If or when such worlds are found, sophisticated orbital observatories now being discussed—beyond the realm of NASA’s James Webb Space Telescope, which launched in December 2021—could lavish them with deeper scrutiny. Such telescopes could include a multibillion-dollar project being considered by NASA, perhaps launching in the 2040s, that could directly image Earth-like planets around sunlike stars, crudely sniffing their atmospheres for signs of habitability and life and even mapping their surfaces. “We could see when the oceans are underneath us versus the continents and potentially a forest signature on the land surfaces,” says Shawn Domagal-Goldman, supervisor of the Planetary Environments Laboratory at the NASA Goddard Space Flight Center. If some verdant aqueous world also displayed biosignature gases such as oxygen and methane, many scientists would be convinced their long search for life had been successful. “It would be very difficult to observe a planet with the composition of Earth’s atmosphere and figure out ways for nonlife processes to produce that,” says Giada Arney, an exoplanet scientist at Goddard.

A framework like CoLD could go a long way toward helping anyone, from researchers to journalists to the general public, assess how excited to be about such detections. But not everyone is convinced by the idea. Caleb Scharf, director of astrobiology at Columbia University, doubts that scientists could control the narrative and is uncertain the public would comprehend the carefully constructed messaging. “I question whether or not the scientific community is really in control of that,” he says. “Just look at the past couple of years with COVID, where time and time again, we’ve been presented with statistics and probabilities, and we’re all horrible at interpreting that stuff.”

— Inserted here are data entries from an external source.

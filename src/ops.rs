//! [`Expression`] operations.

use crate::{
    expr::{BinaryOperation, Builtin, Expression, Symbol},
    tree::NodeId,
};
use num_bigint::BigInt;
use num_rational::BigRational;
use num_traits::{One, Pow, Signed, ToPrimitive, Zero};
use smol_str::SmolStr;
use std::{
    error::Error,
    fmt::{self, Display, Formatter},
};

#[derive(Debug, Clone, PartialEq)]
pub enum EvaluationError {
    /// No value was provided for a symbol.
    UnknownSymbol { name: SmolStr },
    /// A tree node which doesn't have the children its value requires.
    IncompleteNode { node: NodeId },
}

impl Display for EvaluationError {
    fn fmt(&self, f: &mut Formatter<'_>) -> fmt::Result {
        match self {
            EvaluationError::UnknownSymbol { name } => {
                write!(f, "No value was provided for \"{}\"", name)
            },
            EvaluationError::IncompleteNode { node } => {
                write!(f, "Node {} is incomplete", node)
            },
        }
    }
}

impl Error for EvaluationError {}

/// Simplify an expression by evaluating all constant operations and applying
/// some basic identity laws.
///
/// The result always has the same value as the original expression wherever
/// the original is defined.
pub fn simplify(expr: &Expression) -> Expression {
    match expr {
        Expression::Binary { left, right, op } => {
            combine(simplify(left), simplify(right), *op)
        },
        Expression::Negate(inner) => negate(simplify(inner)),
        Expression::FunctionCall { function, argument } => {
            simplify_function_call(*function, simplify(argument))
        },
        _ => expr.clone(),
    }
}

/// Powers whose result would need more bits than this are left unevaluated.
const MAX_FOLDED_POWER_BITS: u64 = 1 << 20;

fn is(expr: &Expression, value: i64) -> bool {
    match expr {
        Expression::Integer(integer) => *integer == BigInt::from(value),
        _ => false,
    }
}

fn negate(expr: Expression) -> Expression {
    match expr {
        Expression::Integer(value) => Expression::Integer(-value),
        // double negative
        Expression::Negate(inner) => *inner,
        other => -other,
    }
}

fn simplify_function_call(
    function: Builtin,
    argument: Expression,
) -> Expression {
    match (function, argument) {
        (Builtin::Sine, argument) if is(&argument, 0) => Expression::integer(0),
        (Builtin::Cosine, argument) if is(&argument, 0) => {
            Expression::integer(1)
        },
        (Builtin::Ln, argument) if is(&argument, 1) => Expression::integer(0),
        (Builtin::Ln, Expression::E) => Expression::integer(1),
        (function, argument) => Expression::FunctionCall {
            function,
            argument: Box::new(argument),
        },
    }
}

/// Combine two already-simplified operands.
fn combine(
    left: Expression,
    right: Expression,
    op: BinaryOperation,
) -> Expression {
    if let (Expression::Integer(l), Expression::Integer(r)) = (&left, &right)
    {
        if let Some(folded) = fold_integers(l, r, op) {
            return folded;
        }
    }

    if op == BinaryOperation::Times {
        if let Some(merged) = merge_constant_factors(&left, &right) {
            return merged;
        }
    }

    match (left, right, op) {
        // x + 0 = x
        (left, right, BinaryOperation::Plus) if is(&left, 0) => right,
        (left, right, BinaryOperation::Plus) if is(&right, 0) => left,

        // x - 0 = x
        (left, right, BinaryOperation::Minus) if is(&right, 0) => left,
        // 0 - x = -x
        (left, right, BinaryOperation::Minus) if is(&left, 0) => {
            negate(right)
        },

        // 0 * x = 0
        (left, right, BinaryOperation::Times)
            if is(&left, 0) || is(&right, 0) =>
        {
            Expression::integer(0)
        },

        // 1 * x = x
        (left, right, BinaryOperation::Times) if is(&left, 1) => right,
        (left, right, BinaryOperation::Times) if is(&right, 1) => left,
        (left, right, BinaryOperation::Times) if is(&left, -1) => {
            negate(right)
        },
        (left, right, BinaryOperation::Times) if is(&right, -1) => {
            negate(left)
        },

        // 0 / x = 0
        (left, right, BinaryOperation::Divide)
            if is(&left, 0) && !is(&right, 0) =>
        {
            Expression::integer(0)
        },
        // x / 1 = x
        (left, right, BinaryOperation::Divide) if is(&right, 1) => left,
        // -c / x = -(c / x)
        (Expression::Integer(numerator), right, BinaryOperation::Divide)
            if numerator.is_negative() =>
        {
            negate(combine(
                Expression::Integer(-numerator),
                right,
                BinaryOperation::Divide,
            ))
        },

        // x**0 = 1
        (_, right, BinaryOperation::Power) if is(&right, 0) => {
            Expression::integer(1)
        },
        // x**1 = x
        (left, right, BinaryOperation::Power) if is(&right, 1) => left,
        // 1**x = 1
        (left, _, BinaryOperation::Power) if is(&left, 1) => {
            Expression::integer(1)
        },

        // pull negations outwards
        (left, Expression::Negate(right), BinaryOperation::Plus) => {
            combine(left, *right, BinaryOperation::Minus)
        },
        (left, Expression::Negate(right), BinaryOperation::Minus) => {
            combine(left, *right, BinaryOperation::Plus)
        },
        (Expression::Negate(left), right, BinaryOperation::Plus) => {
            combine(right, *left, BinaryOperation::Minus)
        },
        (Expression::Negate(left), right, BinaryOperation::Times) => {
            negate(combine(*left, right, BinaryOperation::Times))
        },
        (left, Expression::Negate(right), BinaryOperation::Times) => {
            negate(combine(left, *right, BinaryOperation::Times))
        },
        (Expression::Negate(left), right, BinaryOperation::Divide) => {
            negate(combine(*left, right, BinaryOperation::Divide))
        },
        (left, Expression::Negate(right), BinaryOperation::Divide) => {
            negate(combine(left, *right, BinaryOperation::Divide))
        },

        // identical operands
        (left, right, BinaryOperation::Plus) if left == right => {
            combine(Expression::integer(2), right, BinaryOperation::Times)
        },
        (left, right, BinaryOperation::Minus) if left == right => {
            Expression::integer(0)
        },
        (left, right, BinaryOperation::Divide)
            if left == right && !is(&left, 0) =>
        {
            Expression::integer(1)
        },
        (left, right, BinaryOperation::Times) if left == right => {
            combine(right, Expression::integer(2), BinaryOperation::Power)
        },

        // x * x**n = x**(n + 1)
        (
            left,
            Expression::Binary {
                left: base,
                right: exponent,
                op: BinaryOperation::Power,
            },
            BinaryOperation::Times,
        ) if *base == left => {
            let exponent = combine(
                *exponent,
                Expression::integer(1),
                BinaryOperation::Plus,
            );
            combine(left, exponent, BinaryOperation::Power)
        },
        (
            Expression::Binary {
                left: base,
                right: exponent,
                op: BinaryOperation::Power,
            },
            right,
            BinaryOperation::Times,
        ) if *base == right => {
            let exponent = combine(
                *exponent,
                Expression::integer(1),
                BinaryOperation::Plus,
            );
            combine(right, exponent, BinaryOperation::Power)
        },

        // constants go first, so x*3 becomes 3*x
        (left, Expression::Integer(constant), BinaryOperation::Times)
            if !left.is_integer() =>
        {
            combine(
                Expression::Integer(constant),
                left,
                BinaryOperation::Times,
            )
        },

        // Oh well, we tried
        (left, right, op) => Expression::binary(left, right, op),
    }
}

/// Evaluate an operation on two integers, returning `None` when the result
/// isn't defined or would be unreasonably large.
fn fold_integers(
    left: &BigInt,
    right: &BigInt,
    op: BinaryOperation,
) -> Option<Expression> {
    match op {
        BinaryOperation::Plus => Some(Expression::Integer(left + right)),
        BinaryOperation::Minus => Some(Expression::Integer(left - right)),
        BinaryOperation::Times => Some(Expression::Integer(left * right)),
        BinaryOperation::Divide => fraction(left.clone(), right.clone()),
        BinaryOperation::Power => {
            let exponent = right.abs().to_u32()?;
            let bits = left.bits().saturating_mul(u64::from(exponent));
            if bits > MAX_FOLDED_POWER_BITS {
                return None;
            }

            let power = Pow::pow(left, exponent);

            if right.is_negative() {
                // x**-n = 1/x**n
                fraction(BigInt::one(), power)
            } else {
                Some(Expression::Integer(power))
            }
        },
    }
}

/// An exact `numerator/denominator`, in lowest terms with the sign on the
/// numerator.
fn fraction(numerator: BigInt, denominator: BigInt) -> Option<Expression> {
    if denominator.is_zero() {
        return None;
    }

    let ratio = BigRational::new(numerator, denominator);

    if ratio.is_integer() {
        Some(Expression::Integer(ratio.to_integer()))
    } else {
        Some(
            Expression::Integer(ratio.numer().clone())
                / Expression::Integer(ratio.denom().clone()),
        )
    }
}

/// Merge the constants in `c1 * (c2 * x)` and `(c2 * x) * c1`.
fn merge_constant_factors(
    left: &Expression,
    right: &Expression,
) -> Option<Expression> {
    let (constant_a, other) = match (left, right) {
        (Expression::Integer(constant), other)
        | (other, Expression::Integer(constant)) => (constant, other),
        _ => return None,
    };

    let (constant_b, rest) = match other {
        Expression::Binary {
            left,
            right,
            op: BinaryOperation::Times,
        } => match (&**left, &**right) {
            (Expression::Integer(constant), rest)
            | (rest, Expression::Integer(constant)) => (constant, rest),
            _ => return None,
        },
        _ => return None,
    };

    Some(combine(
        Expression::Integer(constant_a * constant_b),
        Expression::clone(rest),
        BinaryOperation::Times,
    ))
}

/// Replace all references to a [`Symbol`] with an [`Expression`].
pub fn substitute(
    expression: &Expression,
    symbol: &Symbol,
    value: &Expression,
) -> Expression {
    match expression {
        Expression::Symbol(s) => {
            if s == symbol {
                value.clone()
            } else {
                Expression::Symbol(s.clone())
            }
        },
        Expression::Integer(value) => Expression::Integer(value.clone()),
        Expression::E => Expression::E,
        Expression::Binary { left, right, op } => {
            let left = substitute(left, symbol, value);
            let right = substitute(right, symbol, value);
            Expression::binary(left, right, *op)
        },
        Expression::Negate(inner) => -substitute(inner, symbol, value),
        Expression::FunctionCall { function, argument } => {
            Expression::FunctionCall {
                function: *function,
                argument: Box::new(substitute(argument, symbol, value)),
            }
        },
    }
}

/// Numerically evaluate an [`Expression`], using `lookup_symbol_value` to
/// find the value of each [`Symbol`].
pub fn evaluate<F>(
    expr: &Expression,
    lookup_symbol_value: F,
) -> Result<f64, EvaluationError>
where
    F: Fn(&Symbol) -> Option<f64>,
{
    evaluate_with(expr, &lookup_symbol_value)
}

fn evaluate_with(
    expr: &Expression,
    lookup: &dyn Fn(&Symbol) -> Option<f64>,
) -> Result<f64, EvaluationError> {
    match expr {
        Expression::Integer(value) => {
            Ok(value.to_f64().unwrap_or(std::f64::NAN))
        },
        Expression::Symbol(symbol) => {
            lookup(symbol).ok_or_else(|| EvaluationError::UnknownSymbol {
                name: symbol.name().into(),
            })
        },
        Expression::E => Ok(std::f64::consts::E),
        Expression::Binary { left, right, op } => {
            let left = evaluate_with(left, lookup)?;
            let right = evaluate_with(right, lookup)?;

            let value = match op {
                BinaryOperation::Plus => left + right,
                BinaryOperation::Minus => left - right,
                BinaryOperation::Times => left * right,
                BinaryOperation::Divide => left / right,
                BinaryOperation::Power => left.powf(right),
            };

            Ok(value)
        },
        Expression::Negate(inner) => Ok(-evaluate_with(inner, lookup)?),
        Expression::FunctionCall { function, argument } => {
            let argument = evaluate_with(argument, lookup)?;

            let value = match function {
                Builtin::Sine => argument.sin(),
                Builtin::Cosine => argument.cos(),
                Builtin::Ln => argument.ln(),
            };

            Ok(value)
        },
    }
}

What is certain, though, is that things are progressing apace. “We’re in a very different situation than even 10 years ago,” Scharf says. Research across a range of fields, from examining caves on Earth to visiting distant worlds, is on the cusp of bringing us closer to the discovery (or continued refutation) of alien life than ever before. Deciding how to communicate such a thing to the world, whether through a framework like the CoLD scale or otherwise, is something that may well be worth discussing sooner rather than later. “It feels like we’re not alone,” says Graham Lau, an astrobiologist at the Blue Marble Space Institute of Science in Seattle. “If there is life out there, we must be close right now.”